Task directions:
Starting with the first line of the records, write out each line exactly until you have included the line containing "use reqwest::Method;".

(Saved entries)

□ □ □ □

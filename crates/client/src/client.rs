//! Public client surface and transparent 401 interception.
//!
//! The interception is composed here at construction time rather than
//! patched onto a shared HTTP object: [`ApiClient::exec`] dispatches the
//! request, and on 401 parks a replay thunk, triggers the (single-flight)
//! authenticator, and settles the caller's future from the replay's outcome.

use std::sync::Arc;

use reqwest::header::CONTENT_TYPE;
use reqwest::Method;
use tokio::sync::oneshot;
use tracing::{debug, warn};

use crate::config::{ClientConfig, ACCESS_TOKEN_HEADER};
use crate::error::ApiError;
use crate::notify::Notification;
use crate::queue::ReplayQueue;
use crate::reauth::Authenticator;
use crate::session::SessionContext;
use crate::substitute;
use crate::traits::{Notifier, UrlResolver};
use crate::types::{ApiResponse, RequestSpec};

/// Authenticated API client.
///
/// Cheap to share behind an [`Arc`]; all state it mutates lives in the
/// injected [`SessionContext`] and the shared replay queue.
pub struct ApiClient {
    http: reqwest::Client,
    config: Arc<ClientConfig>,
    session: Arc<SessionContext>,
    queue: Arc<ReplayQueue>,
    authenticator: Arc<Authenticator>,
    notifier: Arc<dyn Notifier>,
}

impl ApiClient {
    /// Build a client and compose its 401-recovery pipeline.
    ///
    /// # Errors
    /// Returns an error when the underlying HTTP client cannot be
    /// constructed (TLS backend failure).
    pub fn new(
        config: ClientConfig,
        session: Arc<SessionContext>,
        resolver: Arc<dyn UrlResolver>,
        notifier: Arc<dyn Notifier>,
    ) -> Result<Self, ApiError> {
        let http = reqwest::Client::builder().build()?;
        let config = Arc::new(config);
        let queue = Arc::new(ReplayQueue::new());
        let authenticator = Arc::new(Authenticator::new(
            http.clone(),
            Arc::clone(&config),
            Arc::clone(&session),
            resolver,
            Arc::clone(&queue),
        ));
        Ok(Self { http, config, session, queue, authenticator, notifier })
    }

    /// Shared session state.
    #[must_use]
    pub fn session(&self) -> &Arc<SessionContext> {
        &self.session
    }

    /// The replay queue feeding the authenticator's drain.
    #[must_use]
    pub fn queue(&self) -> &Arc<ReplayQueue> {
        &self.queue
    }

    /// The single-flight authenticator.
    #[must_use]
    pub fn authenticator(&self) -> &Arc<Authenticator> {
        &self.authenticator
    }

    /// Execute a request with transparent 401 recovery.
    ///
    /// The returned future settles exactly once: on success from the
    /// original response, on 401 from the eventual replay's outcome. A
    /// replay that fails again (any status, including a second 401) is
    /// terminal for this request.
    ///
    /// # Errors
    /// See [`ApiError`] for the taxonomy. 401s only surface after a failed
    /// replay.
    pub async fn exec(&self, spec: RequestSpec) -> Result<ApiResponse, ApiError> {
        if self.config.mock_mode && spec.method != Method::GET {
            debug!(method = %spec.method, url = %spec.url, "mock mode: skipping non-GET call");
            return Ok(ApiResponse::mock_ack());
        }

        let response = Self::dispatch(
            self.http.clone(),
            Arc::clone(&self.config),
            Arc::clone(&self.session),
            &spec,
        )
        .await?;

        if response.status == 401 {
            return self.park_and_replay(spec).await;
        }
        Self::settle(response, &spec, self.notifier.as_ref())
    }

    /// Park a replay for `spec`, kick the authenticator, and wait for the
    /// replay's result.
    async fn park_and_replay(&self, spec: RequestSpec) -> Result<ApiResponse, ApiError> {
        debug!(url = %spec.url, "401: parking request for replay after re-authentication");

        let (sender, receiver) = oneshot::channel();
        let http = self.http.clone();
        let config = Arc::clone(&self.config);
        let session = Arc::clone(&self.session);
        let notifier = Arc::clone(&self.notifier);
        let captured_case = self.session.case_id();

        self.queue.enqueue(Box::new(move || {
            Box::pin(async move {
                let mut replay = spec;
                // The refreshed session may be bound to a different case;
                // rewrite the captured id so the replay targets the live one.
                if let (Some(old), Some(current)) = (captured_case, session.case_id()) {
                    substitute::rewrite_case_id(&mut replay, &old, &current);
                }

                let result = match Self::dispatch(http, config, Arc::clone(&session), &replay).await
                {
                    Ok(response) => Self::settle(response, &replay, notifier.as_ref()),
                    Err(err) => Err(err),
                };
                // The caller may have gone away; the replay still ran to
                // completion, which is all the queue contract promises.
                let _ = sender.send(result);
            })
        }));

        self.trigger_reauth();

        receiver.await.map_err(|_| ApiError::ReplayLost)?
    }

    /// Fire the authenticator without blocking the 401 handler. The
    /// single-flight gate inside `reauthenticate` collapses concurrent
    /// triggers onto one network call.
    fn trigger_reauth(&self) {
        let authenticator = Arc::clone(&self.authenticator);
        tokio::spawn(async move {
            if let Err(err) = authenticator.reauthenticate().await {
                warn!(%err, "re-authentication failed; replays ran with the stored token");
            }
        });
    }

    /// Build and send one HTTP request, racing it against the local timeout.
    ///
    /// The access token is read from the store here, at send time, never
    /// cached on the client, so token rotation between original send and
    /// replay is picked up automatically.
    async fn dispatch(
        http: reqwest::Client,
        config: Arc<ClientConfig>,
        session: Arc<SessionContext>,
        spec: &RequestSpec,
    ) -> Result<ApiResponse, ApiError> {
        let mut request = http
            .request(spec.method.clone(), spec.url.as_str())
            .header(CONTENT_TYPE, spec.content_type.as_str());

        if let Some(token) = session.access_token().await? {
            request = request.header(ACCESS_TOKEN_HEADER, token);
        }
        for (name, value) in &spec.headers {
            request = request.header(name.as_str(), value.as_str());
        }
        if let Some(body) = &spec.body {
            request = request.body(body.to_string());
        }

        let deadline = spec.timeout.unwrap_or(config.default_timeout);
        let round_trip = async move {
            let response = request.send().await?;
            let status = response.status().as_u16();
            let headers = response.headers().clone();
            let body = response.text().await?;
            Ok::<ApiResponse, ApiError>(ApiResponse { status, headers, body })
        };

        match tokio::time::timeout(deadline, round_trip).await {
            Ok(outcome) => outcome,
            Err(_) => {
                warn!(url = %spec.url, ?deadline, "local timeout fired before the response");
                Err(ApiError::Timeout)
            }
        }
    }

    /// Map a settled response to the caller's result. HTTP 500 additionally
    /// broadcasts a user-facing notification unless the caller opted out;
    /// every other non-2xx surfaces through the error path only.
    fn settle(
        response: ApiResponse,
        spec: &RequestSpec,
        notifier: &dyn Notifier,
    ) -> Result<ApiResponse, ApiError> {
        if response.is_success() {
            return Ok(response);
        }
        if response.status == 500 && spec.notification {
            notifier.send(Notification::server_error(&spec.url, response.status));
        }
        Err(ApiError::Status { status: response.status, body: response.body })
    }
}

impl std::fmt::Debug for ApiClient {
    fn fmt(&self, f: &mut std::fmt::Formatter<'_>) -> std::fmt::Result {
        f.debug_struct("ApiClient")
            .field("config", &self.config)
            .field("queue", &self.queue)
            .finish_non_exhaustive()
    }
}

□ □ □ □

Solution to the problem:
filename crates/client/src/client.rs
//! Public client surface and transparent 401 interception.
//!
//! The interception is composed here at construction time rather than
//! patched onto a shared HTTP object: [`ApiClient::exec`] dispatches the
//! request, and on 401 parks a replay thunk, triggers the (single-flight)
//! authenticator, and settles the caller's future from the replay's outcome.

use std::sync::Arc;

use reqwest::header::CONTENT_TYPE;
use reqwest::Method;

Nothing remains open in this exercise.